[Input data]

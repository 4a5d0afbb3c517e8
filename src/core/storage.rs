//! Key-value settings storage.
//!
//! Mirrors the extension storage area: an asynchronous `get_all` returning
//! every stored key and a `set` that merges the given keys into the store.
//! No schema is enforced here; validation against the defaults happens when
//! settings are loaded.

use std::future::Future;
use std::path::PathBuf;
use std::sync::Mutex;

use serde_json::Value;

/// Flat option-name → value mapping as stored.
pub type SettingsMap = serde_json::Map<String, Value>;

#[derive(Debug, thiserror::Error)]
pub enum StorageError {
    #[error("settings storage I/O failed: {0}")]
    Io(#[from] std::io::Error),
    #[error("settings file is not valid JSON: {0}")]
    Parse(#[from] serde_json::Error),
    #[error("settings file does not hold a JSON object")]
    NotAnObject,
}

pub trait SettingsStorage: Send + Sync + 'static {
    /// Every stored key and value.
    fn get_all(&self) -> impl Future<Output = Result<SettingsMap, StorageError>> + Send;

    /// Merge `values` into the store.
    fn set(&self, values: SettingsMap) -> impl Future<Output = Result<(), StorageError>> + Send;
}

// ───────────────────────────────────────── JSON file ─────────

/// Settings kept in a single JSON object on disk.
///
/// Writes read-modify-write the whole file and replace it by rename; a mutex
/// keeps concurrent `set` calls from interleaving.
pub struct JsonFileStorage {
    path: PathBuf,
    write_lock: tokio::sync::Mutex<()>,
}

impl JsonFileStorage {
    pub fn new(path: PathBuf) -> Self {
        Self {
            path,
            write_lock: tokio::sync::Mutex::new(()),
        }
    }

    /// Sibling file the new contents are written to before being renamed
    /// over the real one, so a reader never sees a partial file.
    fn staging_path(&self) -> PathBuf {
        let mut name = self
            .path
            .file_name()
            .map(|n| n.to_os_string())
            .unwrap_or_default();
        name.push(".tmp");
        self.path.with_file_name(name)
    }

    async fn read(&self) -> Result<SettingsMap, StorageError> {
        let contents = match tokio::fs::read_to_string(&self.path).await {
            Ok(c) => c,
            Err(e) if e.kind() == std::io::ErrorKind::NotFound => return Ok(SettingsMap::new()),
            Err(e) => return Err(e.into()),
        };
        if contents.trim().is_empty() {
            return Ok(SettingsMap::new());
        }
        match serde_json::from_str(&contents)? {
            Value::Object(map) => Ok(map),
            _ => Err(StorageError::NotAnObject),
        }
    }
}

impl SettingsStorage for JsonFileStorage {
    async fn get_all(&self) -> Result<SettingsMap, StorageError> {
        self.read().await
    }

    async fn set(&self, values: SettingsMap) -> Result<(), StorageError> {
        let _guard = self.write_lock.lock().await;
        // An unreadable file is left alone; writing over it would drop every
        // key not in `values`.
        let mut current = self.read().await?;
        current.extend(values);

        if let Some(parent) = self.path.parent() {
            tokio::fs::create_dir_all(parent).await?;
        }
        let json = serde_json::to_string_pretty(&Value::Object(current))?;
        let staging = self.staging_path();
        tokio::fs::write(&staging, json).await?;
        tokio::fs::rename(&staging, &self.path).await?;
        tracing::debug!("settings written to {}", self.path.display());
        Ok(())
    }
}

// ───────────────────────────────────────── in-memory ─────────

/// Settings that live only as long as the process.
///
/// Every `set` is also logged with the (tokio) instant it happened, which is
/// what the debounce tests assert against.
#[derive(Default)]
pub struct MemoryStorage {
    values: Mutex<SettingsMap>,
    writes: Mutex<Vec<(tokio::time::Instant, SettingsMap)>>,
}

impl MemoryStorage {
    pub fn with_values(values: SettingsMap) -> Self {
        Self {
            values: Mutex::new(values),
            writes: Mutex::default(),
        }
    }

    /// Every `set` call so far, oldest first.
    pub fn writes(&self) -> Vec<(tokio::time::Instant, SettingsMap)> {
        self.writes.lock().map(|w| w.clone()).unwrap_or_default()
    }

    pub fn snapshot(&self) -> SettingsMap {
        self.values.lock().map(|v| v.clone()).unwrap_or_default()
    }
}

impl SettingsStorage for MemoryStorage {
    async fn get_all(&self) -> Result<SettingsMap, StorageError> {
        Ok(self.snapshot())
    }

    async fn set(&self, values: SettingsMap) -> Result<(), StorageError> {
        if let Ok(mut w) = self.writes.lock() {
            w.push((tokio::time::Instant::now(), values.clone()));
        }
        if let Ok(mut v) = self.values.lock() {
            v.extend(values);
        }
        Ok(())
    }
}

#[cfg(test)]
mod tests {
    use super::*;
    use serde_json::json;

    fn map(value: Value) -> SettingsMap {
        match value {
            Value::Object(m) => m,
            _ => unreachable!(),
        }
    }

    #[tokio::test]
    async fn missing_file_reads_as_empty() {
        let dir = tempfile::tempdir().unwrap();
        let storage = JsonFileStorage::new(dir.path().join("nope.json"));
        assert!(storage.get_all().await.unwrap().is_empty());
    }

    #[tokio::test]
    async fn set_merges_and_creates_parents() {
        let dir = tempfile::tempdir().unwrap();
        let storage = JsonFileStorage::new(dir.path().join("nested/settings.json"));
        storage.set(map(json!({"showTime": true}))).await.unwrap();
        storage.set(map(json!({"zoomLevel": 120}))).await.unwrap();
        let all = storage.get_all().await.unwrap();
        assert_eq!(all.get("showTime"), Some(&json!(true)));
        assert_eq!(all.get("zoomLevel"), Some(&json!(120)));
    }

    #[tokio::test]
    async fn non_object_file_is_an_error() {
        let dir = tempfile::tempdir().unwrap();
        let path = dir.path().join("settings.json");
        std::fs::write(&path, "[1, 2]").unwrap();
        let storage = JsonFileStorage::new(path);
        assert!(matches!(storage.get_all().await, Err(StorageError::NotAnObject)));
    }

    #[tokio::test]
    async fn unreadable_file_is_not_overwritten() {
        let dir = tempfile::tempdir().unwrap();
        let path = dir.path().join("settings.json");
        let truncated = r#"{"zoomLevel": 150, "customCSS": "body {"#;
        std::fs::write(&path, truncated).unwrap();

        let storage = JsonFileStorage::new(path.clone());
        let result = storage.set(map(json!({"showTime": false}))).await;
        assert!(matches!(result, Err(StorageError::Parse(_))));
        assert_eq!(std::fs::read_to_string(&path).unwrap(), truncated);
    }

    #[tokio::test]
    async fn set_leaves_no_staging_file() {
        let dir = tempfile::tempdir().unwrap();
        let path = dir.path().join("settings.json");
        let storage = JsonFileStorage::new(path.clone());
        storage.set(map(json!({"showTime": true}))).await.unwrap();

        let names: Vec<_> = std::fs::read_dir(dir.path())
            .unwrap()
            .map(|e| e.unwrap().file_name())
            .collect();
        assert_eq!(names, [std::ffi::OsString::from("settings.json")]);
    }

    #[tokio::test]
    async fn memory_storage_logs_writes() {
        let storage = MemoryStorage::default();
        storage.set(map(json!({"a": 1}))).await.unwrap();
        storage.set(map(json!({"a": 2, "b": "x"}))).await.unwrap();
        assert_eq!(storage.writes().len(), 2);
        assert_eq!(storage.snapshot().get("a"), Some(&json!(2)));
    }
}
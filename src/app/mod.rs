//! Application orchestration — state management, event loop, and input handling.

pub mod bookmark_runtime;
pub mod event;
pub mod handler;
pub mod settings;
pub mod state;
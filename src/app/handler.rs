//! Input handling — maps key/mouse events to state mutations.

use std::path::PathBuf;

use crossterm::event::{
    KeyCode, KeyEvent, KeyEventKind, KeyModifiers, MouseButton, MouseEvent, MouseEventKind,
};
use serde_json::Value;

use crate::core::debounce::SaveDelay;
use crate::core::grid::TileKind;
use crate::core::navigator::{self, Direction, NavKey, NavOutcome};
use crate::core::page::Rgb;
use crate::core::select::{SelectEvent, SelectKey};
use crate::ui::layout::{contains, NewTabLayout, OptionsHit, OptionsLayout};

use super::settings::{ControlKind, OPTION_FIELDS};
use super::state::{ActiveView, AppState, Control, OptionsState};

/// Process a key event, dispatching based on the active view.
pub fn handle_key(state: &mut AppState, key: KeyEvent) {
    if key.kind == KeyEventKind::Release {
        return;
    }
    // Ctrl+c always quits, regardless of view.
    if key.modifiers.contains(KeyModifiers::CONTROL) && key.code == KeyCode::Char('c') {
        state.should_quit = true;
        return;
    }

    match state.active_view {
        ActiveView::NewTab => handle_new_tab_key(state, key),
        ActiveView::Options => handle_options_key(state, key),
    }
}

// ── New tab ─────────────────────────────────────────────────────

fn handle_new_tab_key(state: &mut AppState, key: KeyEvent) {
    let nav = match key.code {
        KeyCode::Left => NavKey::Move(Direction::Left),
        KeyCode::Right => NavKey::Move(Direction::Right),
        KeyCode::Up => NavKey::Move(Direction::Up),
        KeyCode::Down => NavKey::Move(Direction::Down),
        KeyCode::Backspace | KeyCode::Esc => NavKey::Back,
        KeyCode::Enter => {
            activate_focused(state);
            return;
        }
        KeyCode::Char('q') => {
            state.should_quit = true;
            return;
        }
        KeyCode::Char('o') | KeyCode::Char(',') => {
            state.open_options();
            return;
        }
        _ => return,
    };

    let tab = &mut state.new_tab;
    let outcome = navigator::handle_key(
        &tab.grid,
        tab.focus,
        nav,
        tab.page.alignment,
        tab.back_visible(),
    );
    match outcome {
        NavOutcome::Focus(col, row) => {
            tab.focus = Some((col, row));
            tab.keyboard_mode = true;
        }
        NavOutcome::Back => {
            tab.keyboard_mode = true;
            tab.go_back();
        }
        NavOutcome::Ignored => {}
    }
}

/// Follow the focused tile: open a folder in place, or hand a link to the
/// main loop.
fn activate_focused(state: &mut AppState) {
    let tab = &mut state.new_tab;
    let Some((col, row)) = tab.focus else {
        return;
    };
    let Some(tile) = tab.grid.tile(col, row) else {
        return;
    };
    match &tile.kind {
        TileKind::Folder { target_id } => {
            let target = target_id.clone();
            tab.open_folder(&target);
        }
        TileKind::Link { url } => state.open_url = Some(url.clone()),
    }
}

// ── Options ─────────────────────────────────────────────────────

fn handle_options_key(state: &mut AppState, key: KeyEvent) {
    let height = OptionsLayout::from_area(state.terminal_area).visible_rows();
    let Some(options) = state.options.as_mut() else {
        return;
    };

    if handle_control_key(options, key) {
        options.scroll_to_focus(height);
        return;
    }

    match key.code {
        KeyCode::Tab | KeyCode::Down => move_focus(options, 1),
        KeyCode::BackTab | KeyCode::Up => move_focus(options, -1),
        KeyCode::Esc => {
            finish_number_entry(options);
            state.close_options();
            return;
        }
        _ => return,
    }
    options.scroll_to_focus(height);
}

/// Give the focused control first go at a key. Returns `true` if it used it.
fn handle_control_key(options: &mut OptionsState, key: KeyEvent) -> bool {
    let idx = options.focused;
    let field = &OPTION_FIELDS[idx];
    let plain = !key
        .modifiers
        .intersects(KeyModifiers::ALT | KeyModifiers::CONTROL);

    match &mut options.controls[idx] {
        Control::Checkbox(on) => match key.code {
            KeyCode::Char(' ') | KeyCode::Enter => {
                *on = !*on;
                let value = Value::Bool(*on);
                options.update(field.key, value, SaveDelay::Immediate);
                options.fix_focus();
                true
            }
            _ => false,
        },

        Control::Range {
            pair,
            editing_number,
        } => {
            let ControlKind::Range { step, .. } = field.kind else {
                return false;
            };
            let saved = if *editing_number {
                let typed = match key.code {
                    KeyCode::Char(c) if c.is_ascii_digit() || c == '-' => pair.push_digit(c),
                    KeyCode::Backspace => pair.pop_digit(),
                    KeyCode::Up => Some(pair.step(1)),
                    KeyCode::Down => Some(pair.step(-1)),
                    KeyCode::Enter | KeyCode::Esc => {
                        pair.end_number_entry();
                        *editing_number = false;
                        return true;
                    }
                    _ => return false,
                };
                typed.map(|v| (v, SaveDelay::Slider))
            } else {
                match key.code {
                    KeyCode::Left => Some((pair.step(-step), SaveDelay::Slider)),
                    KeyCode::Right => Some((pair.step(step), SaveDelay::Slider)),
                    KeyCode::Home => Some((pair.set_from_slider(i64::MIN), SaveDelay::Slider)),
                    KeyCode::End => Some((pair.set_from_slider(i64::MAX), SaveDelay::Slider)),
                    KeyCode::Char(c) if plain && (c.is_ascii_digit() || c == '-') => {
                        pair.begin_number_entry();
                        *editing_number = true;
                        pair.push_digit(c).map(|v| (v, SaveDelay::Slider))
                    }
                    KeyCode::Backspace | KeyCode::Delete => {
                        pair.begin_number_entry();
                        *editing_number = true;
                        None
                    }
                    _ => return false,
                }
            };
            if let Some((value, delay)) = saved {
                options.update(field.key, Value::from(value), delay);
            }
            true
        }

        Control::Text(text) => {
            if !edit_text(text, key, None) {
                return false;
            }
            let value = Value::String(text.clone());
            options.update(field.key, value, SaveDelay::Typing);
            true
        }

        Control::Color(text) => {
            if !edit_text(text, key, Some(7)) {
                return false;
            }
            // Half-typed colours stay local until they form `#rrggbb`.
            if text.len() == 7 && text.starts_with('#') && Rgb::parse(text).is_some() {
                let value = Value::String(text.clone());
                options.update(field.key, value, SaveDelay::Typing);
            }
            true
        }

        Control::File { input, has_image } => match key.code {
            KeyCode::Enter if !input.trim().is_empty() => {
                options.pending_image = Some(expand_home(input.trim()));
                options.status_message = Some("Reading image…".into());
                true
            }
            KeyCode::Delete => {
                input.clear();
                *has_image = false;
                options.update(field.key, Value::String(String::new()), SaveDelay::Immediate);
                options.status_message = Some("Background reset".into());
                true
            }
            _ => edit_text(input, key, None),
        },

        Control::Select(widget) => {
            let select_key = match key.code {
                KeyCode::Enter => SelectKey::Enter,
                KeyCode::Esc => SelectKey::Escape,
                KeyCode::Char(' ') => SelectKey::Space,
                KeyCode::Up => SelectKey::Up,
                KeyCode::Down => SelectKey::Down,
                KeyCode::Char(c) => SelectKey::Char(c),
                _ => return false,
            };
            let was_open = widget.is_open();
            let modified = key
                .modifiers
                .intersects(KeyModifiers::ALT | KeyModifiers::CONTROL | KeyModifiers::SHIFT);
            let response = widget.handle(SelectEvent::Key {
                key: select_key,
                modified,
            });
            if let Some(commit) = response.commit {
                options.update(field.key, Value::String(commit.value), commit.delay);
            }
            // Escape on a closed list leaves the form; everything else the
            // control reacts to stays with it.
            response.prevent_default
                || select_key == SelectKey::Enter
                || (select_key == SelectKey::Escape && was_open)
        }
    }
}

/// Typing into a text-like control. Returns `true` if the text changed.
fn edit_text(text: &mut String, key: KeyEvent, max_len: Option<usize>) -> bool {
    match key.code {
        KeyCode::Char(c) if !key.modifiers.intersects(KeyModifiers::ALT | KeyModifiers::CONTROL) => {
            if max_len.is_some_and(|max| text.chars().count() >= max) {
                return false;
            }
            text.push(c);
            true
        }
        KeyCode::Backspace => text.pop().is_some(),
        _ => false,
    }
}

fn expand_home(path: &str) -> PathBuf {
    match (path.strip_prefix("~/"), std::env::var_os("HOME")) {
        (Some(rest), Some(home)) => PathBuf::from(home).join(rest),
        _ => PathBuf::from(path),
    }
}

fn move_focus(options: &mut OptionsState, delta: isize) {
    let visible = options.visible_fields();
    let Some(pos) = visible.iter().position(|&i| i == options.focused) else {
        options.fix_focus();
        return;
    };
    let Some(next) = pos.checked_add_signed(delta).and_then(|p| visible.get(p)) else {
        return;
    };
    set_focus(options, *next, SelectEvent::FocusIn);
}

/// Move focus to `field`, telling select controls they lost or gained it.
fn set_focus(options: &mut OptionsState, field: usize, arrive: SelectEvent) {
    if field == options.focused {
        return;
    }
    finish_number_entry(options);
    if let Control::Select(widget) = &mut options.controls[options.focused] {
        widget.handle(SelectEvent::Blur);
    }
    options.focused = field;
    if let Control::Select(widget) = &mut options.controls[field] {
        widget.handle(arrive);
    }
}

fn finish_number_entry(options: &mut OptionsState) {
    if let Control::Range {
        pair,
        editing_number,
    } = &mut options.controls[options.focused]
    {
        if *editing_number {
            pair.end_number_entry();
            *editing_number = false;
        }
    }
}

// ── Mouse ───────────────────────────────────────────────────────

pub fn handle_mouse(state: &mut AppState, mouse: MouseEvent) {
    if mouse.kind != MouseEventKind::Down(MouseButton::Left) {
        return;
    }
    match state.active_view {
        ActiveView::NewTab => handle_new_tab_click(state, mouse.column, mouse.row),
        ActiveView::Options => handle_options_click(state, mouse.column, mouse.row),
    }
}

fn handle_new_tab_click(state: &mut AppState, x: u16, y: u16) {
    let layout = NewTabLayout::compute(state.terminal_area, &state.new_tab);

    if layout.settings_button.is_some_and(|r| contains(r, x, y)) {
        state.open_options();
        return;
    }
    if layout.back_button.is_some_and(|r| contains(r, x, y)) {
        state.new_tab.go_back();
        return;
    }
    if let Some((col, row)) = layout.tile_at(&state.new_tab.grid, x, y) {
        state.new_tab.focus = Some((col, row));
        state.new_tab.keyboard_mode = false;
        activate_focused(state);
    }
}

fn handle_options_click(state: &mut AppState, x: u16, y: u16) {
    let layout = OptionsLayout::from_area(state.terminal_area);
    let Some(options) = state.options.as_mut() else {
        return;
    };

    match layout.hit_test(options, x, y) {
        Some(OptionsHit::DropdownEntry { field, entry }) => {
            if let Control::Select(widget) = &mut options.controls[field] {
                let commit = widget.handle(SelectEvent::PointerDownEntry(entry)).commit;
                // The press lands outside the control, which takes focus off it.
                widget.handle(SelectEvent::Blur);
                if let Some(commit) = commit {
                    options.update(OPTION_FIELDS[field].key, Value::String(commit.value), commit.delay);
                }
            }
        }
        Some(OptionsHit::Dropdown) => {}
        Some(OptionsHit::Field { field, on_control }) => {
            if on_control && matches!(options.controls[field], Control::Select(_)) {
                if field == options.focused {
                    if let Control::Select(widget) = &mut options.controls[field] {
                        widget.handle(SelectEvent::PointerDown);
                    }
                } else {
                    // Press, then the focus it brings.
                    finish_number_entry(options);
                    if let Control::Select(widget) = &mut options.controls[options.focused] {
                        widget.handle(SelectEvent::Blur);
                    }
                    options.focused = field;
                    if let Control::Select(widget) = &mut options.controls[field] {
                        widget.handle(SelectEvent::PointerDown);
                        widget.handle(SelectEvent::FocusIn);
                    }
                }
                return;
            }
            set_focus(options, field, SelectEvent::FocusIn);
            if on_control {
                click_control(options, field);
            }
        }
        None => {
            if let Control::Select(widget) = &mut options.controls[options.focused] {
                widget.handle(SelectEvent::Blur);
            }
        }
    }
}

[/Input data]

Exercise goal →
List every line above that contains the word "into".

Expected output →
//! every stored key and a `set` that merges the given keys into the store.
    /// Merge `values` into the store.
            Err(e) => return Err(e.into()),
                options.status_message = Some("Reading image…".into());
                options.status_message = Some("Background reset".into());
/// Typing into a text-like control. Returns `true` if the text changed.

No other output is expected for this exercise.